Anamika is a new Machine Learning DSL developed at ALGO-COOP based on a fresh approach to productive programming and easy hybridization of traditional differentiable HPC codes with ML models. The project derives huge inspiration from OpenModellica, which is quite evident from the name Anamika. Anamika is a Sanskrit word which has two meanings (i) a beautiful lady without a name and (ii) the ring finger (both of which are part of the logo). The hand gesture with the ring finger folded denotes the crown (or the crown chakra) the highest energy centre of the human body according to the yogic science. As an analogy we want Ananmika to be the highly productive and energetic ML DSLs out there.
You can check out a minimal working demo by clicking here -> Anamika. WASM files take some time to download, compile and execute so give it some time.
Design elements
The design of Anamika is based on the idea that one can model an arbitrary complex system using a network of simplified blocks (see figure below) whose parameters (a,b,c) can be tuned to match the behaviour of the system to inputs (in) to produce desired output (out). The source of input to this system model is shown using the block (input source). Note that several of such system model blocks can be connected to form a complex network of inputs connecting outputs. Such a model readily extends itself to represent traditional engineering systems (OpenModellica) but it is equally useful to represent Machine Learning (ML) or Neural Network models.
For ML models the system parameters translates to the weights and biases of the underlying neural network model. Therefore, such a model can be easily designed using visual elements or blocks with input/output pins which are connected using links to denote the flow of information. By combining this model with a code generation tool one can readily generate the implementation of a given model on the hardware. With the use of Algorithmic Differentiation (aka AutoDiff) tools we can obtain design sensitivities (\(sens_x\), \(sens_y\)) of the system parameters to the output perturbation (\(\overline{out}\)) thus enabling the tuning of the model to fit the input to the output (training).
Physics based constraints can be readily enforced by including blocks that represent the physical model of the system like a PDE/ODE. We show an example of such an approach in the figure below.

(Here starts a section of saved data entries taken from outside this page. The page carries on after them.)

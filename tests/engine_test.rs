//! Generation, execution and reporting through the public entry points.

use std::sync::Arc;
use std::time::Duration;

use casegen::{
    build_constraints_from_signature, generate_matrix, run_and_report, verify_properties, Bindings, CancellationToken,
    Constraint, EngineConfig, Expectation, Orchestrator, Outcome, Predicate, Property, Report, SignatureDescription,
    StopReason, Target, TestCase, Value, Workload,
};

const SIGNATURE: &str = r#"{
    "parameters": [
        {"name": "quantity", "type": {"kind": "integer", "min": 0, "max": 100}},
        {"name": "express", "type": {"kind": "boolean"}},
        {"name": "code", "type": {"kind": "text", "min_len": 1, "max_len": 4, "alphabet": "ABC"}}
    ]
}"#;

/// Shipping cost that mishandles express orders of zero items.
fn shipping_cost(inputs: &Bindings) -> Result<Value, String> {
    let quantity = inputs.get("quantity").and_then(Value::as_int).ok_or("quantity missing")?;
    let express = inputs.get("express").and_then(Value::as_bool).ok_or("express missing")?;
    if express && quantity == 0 {
        return Err("division by zero".to_string());
    }
    Ok(Value::Int(if express { 500 / quantity + quantity } else { quantity * 2 }))
}

fn target() -> Arc<dyn Target> {
    Arc::new(shipping_cost)
}

#[test]
fn signature_to_report() {
    let description = SignatureDescription::from_json(SIGNATURE).unwrap();
    let constraints = build_constraints_from_signature(&description).unwrap();
    let config = EngineConfig { sample_count: 10, seed: 5, ..EngineConfig::default() };
    let matrix = generate_matrix(&constraints, &config).unwrap();
    let total = matrix.cases.len();

    let report = run_and_report(Workload::from(matrix), target(), &config).unwrap();
    assert_eq!(report.total(), total);
    assert_eq!(report.fail_count, 0);
    assert!(report.error_count >= 1);
    assert_eq!(report.coverage_percentage, 100.0);
    assert!(report.gaps.is_empty());
    assert!(!report.cancelled);
    for counter in &report.counter_examples {
        assert_eq!(counter.shrink_step_count, 0);
        assert_eq!(counter.minimal_input["quantity"], Value::Int(0));
        assert_eq!(counter.minimal_input["express"], Value::Bool(true));
    }

    let json = report.to_json().unwrap();
    assert_eq!(Report::from_json(&json).unwrap(), report);
}

#[test]
fn expectations_distinguish_fail_from_error() {
    let mut inputs = Bindings::new();
    inputs.insert("quantity".to_string(), Value::Int(3));
    inputs.insert("express".to_string(), Value::Bool(false));
    let mut zero_express = inputs.clone();
    zero_express.insert("quantity".to_string(), Value::Int(0));
    zero_express.insert("express".to_string(), Value::Bool(true));

    let cases = vec![
        TestCase::manual("exact", inputs.clone()).expecting(Expectation::Equals(Value::Int(6))),
        TestCase::manual("wrong", inputs).expecting(Expectation::Equals(Value::Int(7))),
        TestCase::manual("crash", zero_express),
    ];
    let orchestrator = Orchestrator::new(EngineConfig::default()).unwrap();
    let summary = orchestrator.run(&cases, &shipping_cost);

    assert_eq!(summary.results[0].outcome, Outcome::Pass);
    assert!(matches!(summary.results[1].outcome, Outcome::Fail(_)));
    assert!(matches!(summary.results[2].outcome, Outcome::Error(_)));
}

#[test]
fn properties_against_a_target_shrink_to_the_crash() {
    let positive = Property::new(
        "cost is positive",
        Predicate::leaf("result >= 0", |b| b["result"].as_int().map_or(false, |r| r >= 0)),
    )
    .for_all("quantity", Constraint::numeric(0, 5))
    .for_all("express", Constraint::boolean());

    let config = EngineConfig { property_samples: 300, seed: 11, ..EngineConfig::default() };
    let report = run_and_report(Workload::Properties(vec![positive]), target(), &config).unwrap();
    assert_eq!(report.error_count, 1);
    let counter = &report.counter_examples[0];
    assert_eq!(counter.property_name, "cost is positive");
    assert_eq!(counter.minimal_input["quantity"], Value::Int(0));
    assert_eq!(counter.minimal_input["express"], Value::Bool(true));
}

#[test]
fn verify_properties_keeps_order_and_isolates_errors() {
    let properties = vec![
        Property::new("holds", Predicate::leaf("true", |_| true)).for_all("x", Constraint::numeric(0, 5)),
        Property::new("empty", Predicate::leaf("true", |_| true))
            .for_all("x", Constraint::enumerated(Vec::<Value>::new())),
        Property::new("fails", Predicate::leaf("x < 3", |b| b["x"].as_int().unwrap_or(0) < 3))
            .for_all("x", Constraint::numeric(0, 5)),
    ];
    let results = verify_properties(&properties, &EngineConfig::default()).unwrap();
    assert_eq!(results.len(), 3);
    assert!(results[0].passed());
    assert!(matches!(results[1].status, casegen::PropertyStatus::Errored(_)));
    assert_eq!(results[2].counter_example.as_ref().unwrap().input["x"], Value::Int(3));
}

#[test]
fn expired_deadline_skips_everything() {
    let config = EngineConfig { deadline_ms: Some(0), ..EngineConfig::default() };
    let orchestrator = Orchestrator::new(config).unwrap();
    let cases: Vec<TestCase> = (0..5).map(|i| TestCase::manual(format!("c{}", i), Bindings::new())).collect();
    let summary = orchestrator.run(&cases, &|_: &Bindings| -> Result<Value, String> { Ok(Value::Null) });
    assert_eq!(summary.completed(), 0);
    assert_eq!(summary.skipped, 5);
    assert_eq!(summary.stopped, Some(StopReason::DeadlineReached));
}

#[test]
fn cancellation_from_another_thread_keeps_completed_results() {
    let orchestrator = Orchestrator::new(EngineConfig { workers: 2, ..EngineConfig::default() }).unwrap();
    let token: CancellationToken = orchestrator.cancellation_token();
    let slow = |_: &Bindings| -> Result<Value, String> {
        std::thread::sleep(Duration::from_millis(5));
        Ok(Value::Null)
    };
    let cases: Vec<TestCase> = (0..400).map(|i| TestCase::manual(format!("c{}", i), Bindings::new())).collect();
    let canceller = std::thread::spawn(move || {
        std::thread::sleep(Duration::from_millis(50));
        token.cancel();
    });
    let summary = orchestrator.run(&cases, &slow);
    canceller.join().unwrap();

    assert_eq!(summary.stopped, Some(StopReason::Cancelled));
    assert!(summary.completed() > 0);
    assert!(summary.skipped > 0);
    assert_eq!(summary.completed() + summary.skipped, 400);
}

This makes this block-flow type visual representation quite a powerful abstraction that brings clarity and ease of use. In addition it abstracts away the implementation and programming complexity/details into the code generator. Thus, an engineer/domain expert is able to focus on designing the model for the system and tuning the parameters using his favourite optimization methods. We have currently implemented a C++ based code-generator that produces pure C code that runs on multicore CPU/GPU using OpenACC pragma. Tapenade AutoDiff tool is used to differentiate the generated sources to obtain the desired parameter sensitives to perform the training/optimization. We shall explain the code-generation and optimisations necessary to generate HPC adjoint-gradients using Tapenade in a later post.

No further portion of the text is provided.